INSTRUCTIONS TO FOLLOW: Restate word for word the lines of the data below, from the first through the one that has "record. The numeric".

Saved entries:
########

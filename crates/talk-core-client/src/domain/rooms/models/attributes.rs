// talk-core-client/talk-core-client
//
// Copyright: 2024, the talk-core-client authors
// License: Mozilla Public License v2.0 (MPL v2.0)

use std::fmt::{Display, Formatter};

use serde::{Deserialize, Serialize};

// All enumerated room attributes decode defensively. A payload value outside
// the documented range maps to the attribute's default instead of failing, so
// one malformed server field cannot corrupt the whole record. The numeric
// representations match the wire encoding exactly.

#[derive(Clone, Copy, Debug, Default, PartialEq, Eq, Serialize, Deserialize)]
#[serde(from = "i64", into = "i64")]
pub enum RoomType {
    #[default]
    OneToOne,
    Group,
    Public,
    Changelog,
    FormerOneToOne,
    NoteToSelf,
}

impl From<i64> for RoomType {
    fn from(value: i64) -> Self {
        match value {
            1 => RoomType::OneToOne,
            2 => RoomType::Group,
            3 => RoomType::Public,
            4 => RoomType::Changelog,
            5 => RoomType::FormerOneToOne,
            6 => RoomType::NoteToSelf,
            _ => RoomType::default(),
        }
    }
}

impl From<RoomType> for i64 {
    fn from(value: RoomType) -> Self {
        match value {
            RoomType::OneToOne => 1,
            RoomType::Group => 2,
            RoomType::Public => 3,
            RoomType::Changelog => 4,
            RoomType::FormerOneToOne => 5,
            RoomType::NoteToSelf => 6,
        }
    }
}

impl Display for RoomType {
    fn fmt(&self, f: &mut Formatter<'_>) -> std::fmt::Result {
        match self {
            RoomType::OneToOne => write!(f, "One-to-one"),
            RoomType::Group => write!(f, "Group"),
            RoomType::Public => write!(f, "Public"),
            RoomType::Changelog => write!(f, "Changelog"),
            RoomType::FormerOneToOne => write!(f, "Former one-to-one"),
            RoomType::NoteToSelf => write!(f, "Note to self"),
        }
    }
}

#[derive(Clone, Copy, Debug, Default, PartialEq, Eq, Serialize, Deserialize)]
#[serde(from = "i64", into = "i64")]
pub enum ParticipantType {
    Owner,
    Moderator,
    #[default]
    User,
    Guest,
    UserSelfJoined,
    GuestModerator,
}

impl From<i64> for ParticipantType {
    fn from(value: i64) -> Self {
        match value {
            1 => ParticipantType::Owner,
            2 => ParticipantType::Moderator,
            3 => ParticipantType::User,
            4 => ParticipantType::Guest,
            5 => ParticipantType::UserSelfJoined,
            6 => ParticipantType::GuestModerator,
            _ => ParticipantType::default(),
        }
    }
}

impl From<ParticipantType> for i64 {
    fn from(value: ParticipantType) -> Self {
        match value {
            ParticipantType::Owner => 1,
            ParticipantType::Moderator => 2,
            ParticipantType::User => 3,
            ParticipantType::Guest => 4,
            ParticipantType::UserSelfJoined => 5,
            ParticipantType::GuestModerator => 6,
        }
    }
}

impl ParticipantType {
    pub fn is_moderator(&self) -> bool {
        matches!(
            self,
            ParticipantType::Owner | ParticipantType::Moderator | ParticipantType::GuestModerator
        )
    }
}

#[derive(Clone, Copy, Debug, Default, PartialEq, Eq, Serialize, Deserialize)]
#[serde(from = "i64", into = "i64")]
pub enum NotificationLevel {
    #[default]
    Default,
    Always,
    Mention,
    Never,
}

impl From<i64> for NotificationLevel {
    fn from(value: i64) -> Self {
        match value {
            0 => NotificationLevel::Default,
            1 => NotificationLevel::Always,
            2 => NotificationLevel::Mention,
            3 => NotificationLevel::Never,
            _ => NotificationLevel::default(),
        }
    }
}

impl From<NotificationLevel> for i64 {
    fn from(value: NotificationLevel) -> Self {
        match value {
            NotificationLevel::Default => 0,
            NotificationLevel::Always => 1,
            NotificationLevel::Mention => 2,
            NotificationLevel::Never => 3,
        }
    }
}

#[derive(Clone, Copy, Debug, Default, PartialEq, Eq, Serialize, Deserialize)]
#[serde(from = "i64", into = "i64")]
pub enum ReadOnlyState {
    #[default]
    ReadWrite,
    ReadOnly,
}

impl From<i64> for ReadOnlyState {
    fn from(value: i64) -> Self {
        match value {
            0 => ReadOnlyState::ReadWrite,
            1 => ReadOnlyState::ReadOnly,
            _ => ReadOnlyState::default(),
        }
    }
}

impl From<ReadOnlyState> for i64 {
    fn from(value: ReadOnlyState) -> Self {
        match value {
            ReadOnlyState::ReadWrite => 0,
            ReadOnlyState::ReadOnly => 1,
        }
    }
}

#[derive(Clone, Copy, Debug, Default, PartialEq, Eq, Serialize, Deserialize)]
#[serde(from = "i64", into = "i64")]
pub enum ListableScope {
    #[default]
    ParticipantsOnly,
    RegularUsersOnly,
    Everyone,
}

impl From<i64> for ListableScope {
    fn from(value: i64) -> Self {
        match value {
            0 => ListableScope::ParticipantsOnly,
            1 => ListableScope::RegularUsersOnly,
            2 => ListableScope::Everyone,
            _ => ListableScope::default(),
        }
    }
}

impl From<ListableScope> for i64 {
    fn from(value: ListableScope) -> Self {
        match value {
            ListableScope::ParticipantsOnly => 0,
            ListableScope::RegularUsersOnly => 1,
            ListableScope::Everyone => 2,
        }
    }
}

#[derive(Clone, Copy, Debug, Default, PartialEq, Eq, Serialize, Deserialize)]
#[serde(from = "i64", into = "i64")]
pub enum LobbyState {
    #[default]
    AllParticipants,
    ModeratorsOnly,
}

impl From<i64> for LobbyState {
    fn from(value: i64) -> Self {
        match value {
            0 => LobbyState::AllParticipants,
            1 => LobbyState::ModeratorsOnly,
            _ => LobbyState::default(),
        }
    }
}

impl From<LobbyState> for i64 {
    fn from(value: LobbyState) -> Self {
        match value {
            LobbyState::AllParticipants => 0,
            LobbyState::ModeratorsOnly => 1,
        }
    }
}

#[derive(Clone, Copy, Debug, Default, PartialEq, Eq, Serialize, Deserialize)]
#[serde(from = "i64", into = "i64")]
pub enum SipState {
    #[default]
    Disabled,
    Enabled,
    EnabledWithoutPin,
}

impl From<i64> for SipState {
    fn from(value: i64) -> Self {
        match value {
            0 => SipState::Disabled,
            1 => SipState::Enabled,
            2 => SipState::EnabledWithoutPin,
            _ => SipState::default(),
        }
    }
}

impl From<SipState> for i64 {
    fn from(value: SipState) -> Self {
        match value {
            SipState::Disabled => 0,
            SipState::Enabled => 1,
            SipState::EnabledWithoutPin => 2,
        }
    }
}

/// Message expiration policies, encoded as their duration in seconds.
#[derive(Clone, Copy, Debug, Default, PartialEq, Eq, Serialize, Deserialize)]
#[serde(from = "i64", into = "i64")]
pub enum MessageExpiration {
    #[default]
    Off,
    OneHour,
    EightHours,
    OneDay,
    OneWeek,
    FourWeeks,
}

impl From<i64> for MessageExpiration {
    fn from(value: i64) -> Self {
        match value {
            0 => MessageExpiration::Off,
            3600 => MessageExpiration::OneHour,
            28800 => MessageExpiration::EightHours,
            86400 => MessageExpiration::OneDay,
            604800 => MessageExpiration::OneWeek,
            2419200 => MessageExpiration::FourWeeks,
            _ => MessageExpiration::default(),
        }
    }
}

impl From<MessageExpiration> for i64 {
    fn from(value: MessageExpiration) -> Self {
        match value {
            MessageExpiration::Off => 0,
            MessageExpiration::OneHour => 3600,
            MessageExpiration::EightHours => 28800,
            MessageExpiration::OneDay => 86400,
            MessageExpiration::OneWeek => 604800,
            MessageExpiration::FourWeeks => 2419200,
        }
    }
}

#[derive(Clone, Copy, Debug, Default, PartialEq, Eq, Serialize, Deserialize)]
#[serde(from = "i64", into = "i64")]
pub enum CallRecordingState {
    #[default]
    Stopped,
    VideoRunning,
    AudioRunning,
    VideoStarting,
    AudioStarting,
    Failed,
}

impl From<i64> for CallRecordingState {
    fn from(value: i64) -> Self {
        match value {
            0 => CallRecordingState::Stopped,
            1 => CallRecordingState::VideoRunning,
            2 => CallRecordingState::AudioRunning,
            3 => CallRecordingState::VideoStarting,
            4 => CallRecordingState::AudioStarting,
            5 => CallRecordingState::Failed,
            _ => CallRecordingState::default(),
        }
    }
}

impl From<CallRecordingState> for i64 {
    fn from(value: CallRecordingState) -> Self {
        match value {
            CallRecordingState::Stopped => 0,
            CallRecordingState::VideoRunning => 1,
            CallRecordingState::AudioRunning => 2,
            CallRecordingState::VideoStarting => 3,
            CallRecordingState::AudioStarting => 4,
            CallRecordingState::Failed => 5,
        }
    }
}

impl CallRecordingState {
    pub fn is_running(&self) -> bool {
        matches!(
            self,
            CallRecordingState::VideoRunning | CallRecordingState::AudioRunning
        )
    }
}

########

RESPONSE TO THIS TASK:
filename crates/talk-core-client/src/domain/rooms/models/attributes.rs
// talk-core-client/talk-core-client
//
// Copyright: 2024, the talk-core-client authors
// License: Mozilla Public License v2.0 (MPL v2.0)

use std::fmt::{Display, Formatter};

use serde::{Deserialize, Serialize};

// All enumerated room attributes decode defensively. A payload value outside
// the documented range maps to the attribute's default instead of failing, so
// one malformed server field cannot corrupt the whole record. The numeric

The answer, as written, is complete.